- Logo of UPAC
- Abbreviation: UPAC
- Motto: Prévenir Vérifier Enquêter Prevent Check Investigate

Agency overview
- Formed: 16 February, 2011
- Employees: 200 (2014)
- Annual budget: CA$30,000,000

Jurisdictional structure
- Operations jurisdiction: Canada
- Legal jurisdiction: Quebec
- Constituting instrument: Anti-Corruption Act;
- Specialist jurisdiction: Anti-corruption;

Operational structure
- Headquarters: Montreal
- Agency executive: Robert Lafrenière, Commissioner;

Website
- www.upac.gouv.qc.ca

= Unité permanente anticorruption =

Quebec, Canada law enforcement agency

The Unité permanente anticorruption (/fr/, UPAC; Permanent Anticorruption Unit) is a Quebec government agency whose aim is to fight corruption, collusion and other economic crimes involving government procurement.

==Background==
UPAC was established by the government of Quebec on February 16, 2011, to coordinate the efforts of six teams: Opération Marteau, the contractual verification team of the Ministry of Municipal Affairs, the anti-fraud squad of Revenu Québec, the anti-collusion unit of Transports Québec, Régie du Bâtiment investigators as well as Commission de la construction du Québec inspectors. The UPAC team of over 350 people has an operating budget is $30 million. It reports to the Ministry of Public Security.

==Mandate==
The mandate of the UPAC is particularly focused on the construction industry. The Unit investigates offenses associated with corruption, collusion and fraud, including collusion and fraud in the awarding and execution of public contracts. They share expertise and intelligence across departments and agencies.

==Past investigations==

=== Operation Lauréat===
According to a Global News report, Operation Lauréat was an investigation into the biggest corruption fraud in Canadian history, implicating SNC-Lavalin in bribery for the construction of the McGill University Health Centre.
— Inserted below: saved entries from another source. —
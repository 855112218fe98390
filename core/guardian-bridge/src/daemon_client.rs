//! Client helper for talking to the focus guardian daemon.
//!
//! One request per connection, newline-delimited JSON. Transport failures are
//! retried once with the same request id; a response with `ok: false` is the
//! daemon's answer and is never retried.

use chrono::Utc;
use focus_guardian_protocol::{
    EndSessionPayload, ErrorInfo, Method, OverlayCommand, Request, Response, SessionStatus,
    StartSessionPayload, TabRef, MAX_REQUEST_BYTES,
};
use guardian_core::{RelayError, SessionRelay, StorageConfig};
use rand::RngCore;
use serde::de::DeserializeOwned;
use serde_json::Value;
use std::env;
use std::io::{Read, Write};
use std::os::unix::net::UnixStream;
use std::path::PathBuf;
use std::time::Duration;
use thiserror::Error;

const SOCKET_ENV: &str = "FOCUS_GUARDIAN_SOCKET";
const READ_TIMEOUT_MS: u64 = 600;
const WRITE_TIMEOUT_MS: u64 = 600;
const RETRY_DELAY_MS: u64 = 50;

#[derive(Error, Debug, Clone, PartialEq, Eq)]
pub enum ClientError {
    #[error("Daemon unavailable: {0}")]
    Unavailable(String),

    #[error("Daemon rejected request: {0}")]
    Rejected(ErrorInfo),

    #[error("Unexpected daemon response: {0}")]
    InvalidResponse(String),
}

impl From<ClientError> for RelayError {
    fn from(err: ClientError) -> Self {
        match err {
            ClientError::Rejected(info) => RelayError::Rejected(info.to_string()),
            other => RelayError::Unavailable(other.to_string()),
        }
    }
}

/// [`SessionRelay`] that forwards page intents to the daemon.
#[derive(Debug, Default, Clone, Copy)]
pub struct DaemonRelay;

impl SessionRelay for DaemonRelay {
    fn start_session(&mut self, payload: StartSessionPayload) -> Result<(), RelayError> {
        let params = to_params(&payload)?;
        call(Method::FlowSessionStart, Some(params))?;
        Ok(())
    }

    fn end_session(&mut self, payload: EndSessionPayload) -> Result<(), RelayError> {
        let params = to_params(&payload)?;
        call(Method::FlowSessionEnd, Some(params))?;
        Ok(())
    }
}

pub fn session_status() -> Result<SessionStatus, ClientError> {
    let data = call(Method::GetSessionStatus, None)?;
    decode(data, "session status")
}

/// Drains the tab's pending overlay. `None` when nothing is queued or the
/// queued command went stale.
pub fn take_overlay(tab_id: u32) -> Result<Option<OverlayCommand>, ClientError> {
    let params = to_params(&TabRef { tab_id })?;
    let data = call(Method::TakeOverlay, Some(params))?;
    decode(data, "overlay command")
}

/// `None` when the daemon cannot be reached at all.
pub fn daemon_health() -> Option<bool> {
    let data = call(Method::GetHealth, None).ok()?;
    let status = data.get("status").and_then(|value| value.as_str());
    Some(matches!(status, Some("ok")))
}

fn call(method: Method, params: Option<Value>) -> Result<Value, ClientError> {
    let request = Request::new(method, Some(make_request_id()), params);
    let response = send_with_retry(&request)?;
    if response.ok {
        Ok(response.data.unwrap_or(Value::Null))
    } else {
        let info = response.error.unwrap_or_else(|| {
            ErrorInfo::new("unknown_error", "daemon returned an error without details")
        });
        Err(ClientError::Rejected(info))
    }
}

fn send_with_retry(request: &Request) -> Result<Response, ClientError> {
    match send_request(request) {
        Ok(response) => Ok(response),
        Err(err) => {
            tracing::warn!(error = %err, method = ?request.method, "Failed to reach daemon");
            std::thread::sleep(Duration::from_millis(RETRY_DELAY_MS));
            send_request(request).map_err(|retry_err| {
                tracing::warn!(
                    error = %retry_err,
                    method = ?request.method,
                    "Retry failed reaching daemon"
                );
                ClientError::Unavailable(retry_err)
            })
        }
    }
}

fn socket_path() -> Result<PathBuf, String> {
    if let Ok(path) = env::var(SOCKET_ENV) {
        return Ok(PathBuf::from(path));
    }
    let storage = StorageConfig::resolve().map_err(|err| err.to_string())?;
    Ok(storage.socket_path())
}

fn send_request(request: &Request) -> Result<Response, String> {
    let socket = socket_path()?;
    let mut stream = UnixStream::connect(&socket)
        .map_err(|err| format!("Failed to connect to daemon socket: {}", err))?;
    let _ = stream.set_read_timeout(Some(Duration::from_millis(READ_TIMEOUT_MS)));
    let _ = stream.set_write_timeout(Some(Duration::from_millis(WRITE_TIMEOUT_MS)));

    serde_json::to_writer(&mut stream, request)
        .map_err(|err| format!("Failed to write request: {}", err))?;
    stream
        .write_all(b"\n")
        .map_err(|err| format!("Failed to flush request: {}", err))?;
    stream.flush().ok();

    read_response(&mut stream)
}

fn read_response(stream: &mut UnixStream) -> Result<Response, String> {
    let mut buffer = Vec::new();
    let mut chunk = [0u8; 4096];

    loop {
        match stream.read(&mut chunk) {
            Ok(0) => break,
            Ok(n) => {
                buffer.extend_from_slice(&chunk[..n]);
                if buffer.len() > MAX_REQUEST_BYTES {
                    return Err("Response exceeded maximum size".to_string());
                }
                if chunk[..n].contains(&b'\n') {
                    break;
                }
            }
            Err(err)
                if matches!(
                    err.kind(),
                    std::io::ErrorKind::WouldBlock | std::io::ErrorKind::TimedOut
                ) =>
            {
                return Err("Timed out waiting for daemon response".to_string());
            }
            Err(err) => return Err(format!("Failed to read response: {}", err)),
        }
    }

    let response_bytes = match buffer.iter().position(|b| *b == b'\n') {
        Some(index) => &buffer[..index],
        None => buffer.as_slice(),
    };

    if response_bytes.is_empty() {
        return Err("Daemon response was empty".to_string());
    }

    serde_json::from_slice(response_bytes)
        .map_err(|err| format!("Failed to parse response JSON: {}", err))
}

fn to_params<T: serde::Serialize>(value: &T) -> Result<Value, ClientError> {
    serde_json::to_value(value)
        .map_err(|err| ClientError::InvalidResponse(format!("Failed to serialize params: {}", err)))
}

fn decode<T: DeserializeOwned>(data: Value, what: &str) -> Result<T, ClientError> {
    serde_json::from_value(data)
        .map_err(|err| ClientError::InvalidResponse(format!("{}: {}", what, err)))
}

fn make_request_id() -> String {
    let rand = rand::thread_rng().next_u64();
    format!(
        "req-{}-{}-{:x}",
        Utc::now().timestamp_millis(),
        std::process::id(),
        rand
    )
}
The lawyer for the MUHC, whose testimony was part of the Charbonneau inquiry into corruption in Quebec's construction industry, testified that while the contract to build the hospital complex was worth $1.3 billion, it actually totalled close to $4.6 billion when costs of managing the public-private partnership were factored in, representing an inflation of up to 20% or $934 million.

==Other investigations==
In late 2016, the UPAC began investigating two Montreal School Boards, the English Montreal School Board and the Lester B. Pearson School Board, over allegations of irregularities. "Project Pandore", as the investigation was called, focused on allegations of fraud, forged documents and abuse of power at the international department of Lester B. Pearson and resulted in three arrests.